## DATASET RECORDS:
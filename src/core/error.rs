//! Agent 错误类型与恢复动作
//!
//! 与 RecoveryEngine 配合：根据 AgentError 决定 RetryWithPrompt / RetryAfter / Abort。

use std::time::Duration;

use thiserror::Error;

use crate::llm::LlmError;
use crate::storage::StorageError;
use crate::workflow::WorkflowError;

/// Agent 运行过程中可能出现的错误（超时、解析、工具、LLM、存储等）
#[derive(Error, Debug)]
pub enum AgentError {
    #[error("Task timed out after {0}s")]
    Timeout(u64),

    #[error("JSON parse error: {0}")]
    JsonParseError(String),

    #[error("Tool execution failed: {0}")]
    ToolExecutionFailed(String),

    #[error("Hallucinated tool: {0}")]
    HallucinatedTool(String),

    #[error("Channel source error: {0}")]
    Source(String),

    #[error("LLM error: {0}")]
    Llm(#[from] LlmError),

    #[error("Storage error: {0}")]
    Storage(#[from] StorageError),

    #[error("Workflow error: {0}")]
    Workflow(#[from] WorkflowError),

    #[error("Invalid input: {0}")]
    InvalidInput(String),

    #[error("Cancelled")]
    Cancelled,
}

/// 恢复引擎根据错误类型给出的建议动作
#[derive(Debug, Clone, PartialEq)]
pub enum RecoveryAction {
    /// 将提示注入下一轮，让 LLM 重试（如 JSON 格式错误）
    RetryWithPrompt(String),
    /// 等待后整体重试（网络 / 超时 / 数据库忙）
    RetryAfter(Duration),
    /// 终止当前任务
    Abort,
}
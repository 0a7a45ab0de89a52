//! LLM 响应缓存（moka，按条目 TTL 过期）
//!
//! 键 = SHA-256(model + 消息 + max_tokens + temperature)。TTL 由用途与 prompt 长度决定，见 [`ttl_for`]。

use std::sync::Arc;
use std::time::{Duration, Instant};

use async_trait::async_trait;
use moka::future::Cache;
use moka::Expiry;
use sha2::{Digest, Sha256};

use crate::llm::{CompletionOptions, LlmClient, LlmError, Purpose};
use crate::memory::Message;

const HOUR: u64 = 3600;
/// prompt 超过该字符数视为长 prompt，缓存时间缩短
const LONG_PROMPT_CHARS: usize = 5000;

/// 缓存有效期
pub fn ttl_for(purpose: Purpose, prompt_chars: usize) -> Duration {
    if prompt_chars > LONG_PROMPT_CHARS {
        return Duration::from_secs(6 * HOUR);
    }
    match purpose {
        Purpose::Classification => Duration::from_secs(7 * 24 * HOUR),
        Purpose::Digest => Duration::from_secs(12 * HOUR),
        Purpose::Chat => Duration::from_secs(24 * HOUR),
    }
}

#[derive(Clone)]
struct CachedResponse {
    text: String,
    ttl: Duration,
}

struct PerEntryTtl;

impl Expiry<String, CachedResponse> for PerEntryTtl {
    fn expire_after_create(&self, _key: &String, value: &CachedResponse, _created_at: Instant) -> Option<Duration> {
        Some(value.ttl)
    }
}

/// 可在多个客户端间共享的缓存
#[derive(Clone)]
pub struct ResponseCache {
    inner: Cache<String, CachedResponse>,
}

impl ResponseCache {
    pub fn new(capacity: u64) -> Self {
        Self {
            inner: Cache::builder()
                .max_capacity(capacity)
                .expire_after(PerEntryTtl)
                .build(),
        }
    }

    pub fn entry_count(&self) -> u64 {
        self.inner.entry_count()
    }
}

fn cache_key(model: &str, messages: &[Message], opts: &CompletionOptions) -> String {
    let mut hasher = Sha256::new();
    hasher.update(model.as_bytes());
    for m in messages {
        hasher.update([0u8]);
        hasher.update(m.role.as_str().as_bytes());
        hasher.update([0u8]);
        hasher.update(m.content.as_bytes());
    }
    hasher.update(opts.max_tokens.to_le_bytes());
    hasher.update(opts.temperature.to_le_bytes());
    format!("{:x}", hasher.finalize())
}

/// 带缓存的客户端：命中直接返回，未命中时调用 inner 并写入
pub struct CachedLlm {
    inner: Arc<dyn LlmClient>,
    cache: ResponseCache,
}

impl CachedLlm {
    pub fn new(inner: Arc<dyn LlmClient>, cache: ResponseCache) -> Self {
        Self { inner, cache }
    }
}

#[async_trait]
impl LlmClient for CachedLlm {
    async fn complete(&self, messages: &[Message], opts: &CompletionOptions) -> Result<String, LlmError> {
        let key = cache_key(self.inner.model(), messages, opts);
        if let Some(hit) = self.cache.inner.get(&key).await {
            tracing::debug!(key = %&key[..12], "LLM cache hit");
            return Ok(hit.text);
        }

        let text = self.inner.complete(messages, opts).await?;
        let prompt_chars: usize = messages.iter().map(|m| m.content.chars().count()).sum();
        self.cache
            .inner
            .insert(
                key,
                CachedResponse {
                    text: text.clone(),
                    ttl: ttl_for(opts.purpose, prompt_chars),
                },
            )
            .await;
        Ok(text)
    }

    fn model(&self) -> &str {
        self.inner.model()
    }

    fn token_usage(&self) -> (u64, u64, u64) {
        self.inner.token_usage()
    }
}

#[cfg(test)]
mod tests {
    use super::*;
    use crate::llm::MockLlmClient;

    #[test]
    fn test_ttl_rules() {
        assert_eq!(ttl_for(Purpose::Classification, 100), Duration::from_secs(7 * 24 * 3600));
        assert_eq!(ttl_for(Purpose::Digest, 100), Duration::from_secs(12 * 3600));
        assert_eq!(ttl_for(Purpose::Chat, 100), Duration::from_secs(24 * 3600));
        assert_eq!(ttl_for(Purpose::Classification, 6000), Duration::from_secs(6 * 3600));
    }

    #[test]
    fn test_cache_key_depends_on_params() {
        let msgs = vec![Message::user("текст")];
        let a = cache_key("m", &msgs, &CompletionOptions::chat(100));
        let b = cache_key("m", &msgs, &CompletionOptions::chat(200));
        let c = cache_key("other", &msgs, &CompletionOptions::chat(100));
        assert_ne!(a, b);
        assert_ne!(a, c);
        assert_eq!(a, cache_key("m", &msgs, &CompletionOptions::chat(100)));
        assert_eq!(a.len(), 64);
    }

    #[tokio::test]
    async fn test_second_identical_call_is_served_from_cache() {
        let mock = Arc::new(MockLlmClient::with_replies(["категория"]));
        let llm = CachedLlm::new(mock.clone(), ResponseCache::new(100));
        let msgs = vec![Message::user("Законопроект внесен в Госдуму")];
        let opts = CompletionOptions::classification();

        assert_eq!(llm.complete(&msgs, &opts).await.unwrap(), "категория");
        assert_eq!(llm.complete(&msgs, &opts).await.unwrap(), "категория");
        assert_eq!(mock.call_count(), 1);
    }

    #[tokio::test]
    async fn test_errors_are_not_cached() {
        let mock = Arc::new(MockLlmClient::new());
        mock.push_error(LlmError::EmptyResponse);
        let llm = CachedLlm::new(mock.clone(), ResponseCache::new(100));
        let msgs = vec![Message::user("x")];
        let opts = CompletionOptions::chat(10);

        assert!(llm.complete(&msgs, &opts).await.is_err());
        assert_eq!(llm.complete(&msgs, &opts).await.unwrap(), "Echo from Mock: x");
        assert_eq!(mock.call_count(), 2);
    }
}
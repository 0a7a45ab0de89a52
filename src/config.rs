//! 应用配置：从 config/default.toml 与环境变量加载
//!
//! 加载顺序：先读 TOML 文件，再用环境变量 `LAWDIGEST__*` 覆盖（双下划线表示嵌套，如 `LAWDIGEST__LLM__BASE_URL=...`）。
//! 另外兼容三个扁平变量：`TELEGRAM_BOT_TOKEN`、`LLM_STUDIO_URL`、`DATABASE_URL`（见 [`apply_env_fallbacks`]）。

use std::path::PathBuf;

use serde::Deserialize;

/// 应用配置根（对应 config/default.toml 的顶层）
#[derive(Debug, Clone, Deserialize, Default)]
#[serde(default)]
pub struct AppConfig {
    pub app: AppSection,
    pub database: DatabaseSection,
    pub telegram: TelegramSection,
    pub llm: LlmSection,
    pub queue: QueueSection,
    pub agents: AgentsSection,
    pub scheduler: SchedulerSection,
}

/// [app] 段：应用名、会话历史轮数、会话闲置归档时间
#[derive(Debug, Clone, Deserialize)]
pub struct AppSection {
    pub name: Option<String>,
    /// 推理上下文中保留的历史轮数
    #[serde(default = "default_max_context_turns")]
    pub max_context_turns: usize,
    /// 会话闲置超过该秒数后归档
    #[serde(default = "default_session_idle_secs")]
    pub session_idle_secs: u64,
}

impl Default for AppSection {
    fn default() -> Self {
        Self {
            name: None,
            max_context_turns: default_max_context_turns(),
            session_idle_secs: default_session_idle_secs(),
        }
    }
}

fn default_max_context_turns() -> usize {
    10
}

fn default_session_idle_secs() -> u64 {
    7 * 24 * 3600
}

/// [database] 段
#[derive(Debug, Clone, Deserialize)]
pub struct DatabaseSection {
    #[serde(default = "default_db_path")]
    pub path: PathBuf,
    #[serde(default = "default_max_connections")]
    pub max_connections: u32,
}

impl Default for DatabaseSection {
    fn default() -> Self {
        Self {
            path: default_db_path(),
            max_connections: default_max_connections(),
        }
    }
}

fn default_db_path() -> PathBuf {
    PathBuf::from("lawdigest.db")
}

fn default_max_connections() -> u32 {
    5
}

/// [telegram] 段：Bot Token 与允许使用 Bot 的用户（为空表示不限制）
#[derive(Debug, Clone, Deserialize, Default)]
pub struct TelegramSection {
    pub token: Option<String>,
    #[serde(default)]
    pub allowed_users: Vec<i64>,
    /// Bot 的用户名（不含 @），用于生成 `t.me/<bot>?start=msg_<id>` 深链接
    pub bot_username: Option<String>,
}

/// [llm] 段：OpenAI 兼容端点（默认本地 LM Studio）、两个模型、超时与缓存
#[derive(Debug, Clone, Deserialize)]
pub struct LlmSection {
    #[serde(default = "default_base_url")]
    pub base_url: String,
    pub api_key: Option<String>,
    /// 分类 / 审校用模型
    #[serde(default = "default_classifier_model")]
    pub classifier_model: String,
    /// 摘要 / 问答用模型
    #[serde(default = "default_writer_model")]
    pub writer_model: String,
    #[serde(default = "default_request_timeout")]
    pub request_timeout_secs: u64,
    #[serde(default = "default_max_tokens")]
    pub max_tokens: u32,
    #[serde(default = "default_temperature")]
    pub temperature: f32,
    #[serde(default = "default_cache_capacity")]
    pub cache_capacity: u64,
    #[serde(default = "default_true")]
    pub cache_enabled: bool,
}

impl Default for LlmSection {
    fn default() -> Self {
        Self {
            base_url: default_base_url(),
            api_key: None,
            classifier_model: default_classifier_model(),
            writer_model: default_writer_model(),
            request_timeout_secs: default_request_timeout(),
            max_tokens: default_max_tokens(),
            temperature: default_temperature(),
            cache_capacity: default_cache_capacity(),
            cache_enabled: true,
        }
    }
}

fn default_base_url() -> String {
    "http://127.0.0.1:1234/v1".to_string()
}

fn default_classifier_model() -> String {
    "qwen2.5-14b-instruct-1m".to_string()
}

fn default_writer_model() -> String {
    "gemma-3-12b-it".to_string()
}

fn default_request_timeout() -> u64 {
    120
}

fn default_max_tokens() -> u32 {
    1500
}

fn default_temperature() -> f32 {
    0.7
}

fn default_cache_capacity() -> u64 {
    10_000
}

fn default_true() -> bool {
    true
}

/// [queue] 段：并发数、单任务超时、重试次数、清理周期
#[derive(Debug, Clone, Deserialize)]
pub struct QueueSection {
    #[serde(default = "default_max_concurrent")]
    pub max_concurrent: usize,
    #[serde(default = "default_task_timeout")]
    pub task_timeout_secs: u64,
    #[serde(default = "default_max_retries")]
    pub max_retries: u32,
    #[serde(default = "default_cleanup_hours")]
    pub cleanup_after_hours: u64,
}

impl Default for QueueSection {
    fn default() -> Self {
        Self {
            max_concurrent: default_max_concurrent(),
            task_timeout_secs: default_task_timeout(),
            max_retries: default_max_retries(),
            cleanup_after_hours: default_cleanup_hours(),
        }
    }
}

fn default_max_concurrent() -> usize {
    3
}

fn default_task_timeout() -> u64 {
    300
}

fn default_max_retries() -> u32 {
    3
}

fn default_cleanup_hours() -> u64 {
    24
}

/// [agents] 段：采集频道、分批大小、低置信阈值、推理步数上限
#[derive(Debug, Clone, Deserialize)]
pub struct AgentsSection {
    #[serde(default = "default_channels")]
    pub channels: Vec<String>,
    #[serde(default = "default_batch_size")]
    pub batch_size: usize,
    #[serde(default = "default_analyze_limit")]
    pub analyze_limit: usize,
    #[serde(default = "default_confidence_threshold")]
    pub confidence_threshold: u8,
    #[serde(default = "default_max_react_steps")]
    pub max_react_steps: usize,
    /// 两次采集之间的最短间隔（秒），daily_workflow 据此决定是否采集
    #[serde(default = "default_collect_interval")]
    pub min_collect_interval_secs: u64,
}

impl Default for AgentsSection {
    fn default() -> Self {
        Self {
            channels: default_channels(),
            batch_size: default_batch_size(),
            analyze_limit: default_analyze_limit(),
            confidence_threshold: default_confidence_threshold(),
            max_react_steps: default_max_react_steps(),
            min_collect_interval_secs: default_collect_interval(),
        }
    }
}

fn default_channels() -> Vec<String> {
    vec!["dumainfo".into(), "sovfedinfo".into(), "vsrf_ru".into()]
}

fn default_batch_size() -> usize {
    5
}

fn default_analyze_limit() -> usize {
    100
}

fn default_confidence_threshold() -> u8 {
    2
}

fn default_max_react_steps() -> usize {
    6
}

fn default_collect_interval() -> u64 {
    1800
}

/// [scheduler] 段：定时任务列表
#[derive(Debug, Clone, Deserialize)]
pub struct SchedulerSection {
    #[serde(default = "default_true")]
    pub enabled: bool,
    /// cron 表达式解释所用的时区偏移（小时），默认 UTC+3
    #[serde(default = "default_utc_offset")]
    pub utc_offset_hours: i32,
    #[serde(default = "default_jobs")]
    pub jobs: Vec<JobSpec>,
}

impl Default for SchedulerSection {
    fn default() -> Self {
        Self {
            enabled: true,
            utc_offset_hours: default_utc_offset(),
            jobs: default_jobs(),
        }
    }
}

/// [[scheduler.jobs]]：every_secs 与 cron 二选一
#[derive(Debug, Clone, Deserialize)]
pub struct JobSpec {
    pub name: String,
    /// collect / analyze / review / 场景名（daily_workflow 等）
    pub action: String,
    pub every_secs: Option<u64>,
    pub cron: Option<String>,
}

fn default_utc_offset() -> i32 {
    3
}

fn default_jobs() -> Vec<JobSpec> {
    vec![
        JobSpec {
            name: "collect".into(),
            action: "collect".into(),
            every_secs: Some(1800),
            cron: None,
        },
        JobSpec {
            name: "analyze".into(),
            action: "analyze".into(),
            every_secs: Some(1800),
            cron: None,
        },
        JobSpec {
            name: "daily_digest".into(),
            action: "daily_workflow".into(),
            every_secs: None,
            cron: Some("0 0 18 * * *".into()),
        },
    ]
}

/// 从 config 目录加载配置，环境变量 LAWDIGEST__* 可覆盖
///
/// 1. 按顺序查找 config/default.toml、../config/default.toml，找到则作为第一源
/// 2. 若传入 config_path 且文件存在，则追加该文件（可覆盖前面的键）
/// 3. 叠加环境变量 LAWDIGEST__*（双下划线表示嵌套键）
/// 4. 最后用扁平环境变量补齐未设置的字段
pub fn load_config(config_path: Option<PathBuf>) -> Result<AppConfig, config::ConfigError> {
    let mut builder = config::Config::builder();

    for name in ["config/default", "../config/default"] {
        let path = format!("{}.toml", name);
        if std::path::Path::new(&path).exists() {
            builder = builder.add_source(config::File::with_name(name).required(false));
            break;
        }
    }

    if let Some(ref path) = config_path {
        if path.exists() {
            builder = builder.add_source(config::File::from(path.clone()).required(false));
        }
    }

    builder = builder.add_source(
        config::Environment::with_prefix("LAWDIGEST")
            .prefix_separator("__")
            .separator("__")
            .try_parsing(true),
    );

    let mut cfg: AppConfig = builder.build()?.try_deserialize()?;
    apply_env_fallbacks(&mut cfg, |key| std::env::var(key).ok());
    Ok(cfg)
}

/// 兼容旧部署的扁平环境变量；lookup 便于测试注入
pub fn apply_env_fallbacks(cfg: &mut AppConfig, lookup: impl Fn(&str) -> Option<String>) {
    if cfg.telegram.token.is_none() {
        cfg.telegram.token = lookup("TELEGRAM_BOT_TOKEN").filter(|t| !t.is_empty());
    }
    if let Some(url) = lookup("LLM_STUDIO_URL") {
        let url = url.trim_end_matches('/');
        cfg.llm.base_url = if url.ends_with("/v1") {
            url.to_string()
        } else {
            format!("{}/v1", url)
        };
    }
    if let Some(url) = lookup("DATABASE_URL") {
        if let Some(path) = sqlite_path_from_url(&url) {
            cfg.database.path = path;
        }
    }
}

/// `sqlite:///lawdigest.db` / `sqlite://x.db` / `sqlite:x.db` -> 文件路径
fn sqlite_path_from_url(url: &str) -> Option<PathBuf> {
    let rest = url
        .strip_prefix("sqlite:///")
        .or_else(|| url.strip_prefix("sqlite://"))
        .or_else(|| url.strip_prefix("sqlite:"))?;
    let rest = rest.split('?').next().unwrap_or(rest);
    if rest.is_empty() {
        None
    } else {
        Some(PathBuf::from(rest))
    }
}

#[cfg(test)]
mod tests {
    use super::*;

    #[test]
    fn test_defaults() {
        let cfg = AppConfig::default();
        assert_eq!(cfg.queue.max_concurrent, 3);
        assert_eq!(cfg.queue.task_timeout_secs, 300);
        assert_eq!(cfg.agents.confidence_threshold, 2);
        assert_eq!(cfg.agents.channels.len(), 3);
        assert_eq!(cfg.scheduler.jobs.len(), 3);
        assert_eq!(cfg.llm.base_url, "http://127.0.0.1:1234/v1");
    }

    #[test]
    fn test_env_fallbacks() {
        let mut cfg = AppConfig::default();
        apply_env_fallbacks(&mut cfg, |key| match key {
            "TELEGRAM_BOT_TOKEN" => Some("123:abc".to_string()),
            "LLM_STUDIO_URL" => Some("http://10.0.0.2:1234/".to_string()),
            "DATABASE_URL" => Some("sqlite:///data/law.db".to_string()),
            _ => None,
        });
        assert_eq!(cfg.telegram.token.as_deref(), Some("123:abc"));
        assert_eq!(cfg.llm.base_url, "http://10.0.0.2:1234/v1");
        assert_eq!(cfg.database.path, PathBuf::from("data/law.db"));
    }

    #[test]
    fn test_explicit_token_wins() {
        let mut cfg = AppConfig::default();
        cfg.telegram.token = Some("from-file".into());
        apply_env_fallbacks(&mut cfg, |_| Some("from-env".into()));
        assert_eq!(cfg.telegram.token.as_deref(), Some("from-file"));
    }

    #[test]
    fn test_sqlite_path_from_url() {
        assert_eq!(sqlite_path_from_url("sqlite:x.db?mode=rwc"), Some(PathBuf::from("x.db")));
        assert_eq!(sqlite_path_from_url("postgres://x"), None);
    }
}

## AIM OF THE EXERCISE:
Copy out, from the data above, every line holding the word "Expiry".

## ANSWER BOX:
use moka::Expiry;
impl Expiry<String, CachedResponse> for PerEntryTtl {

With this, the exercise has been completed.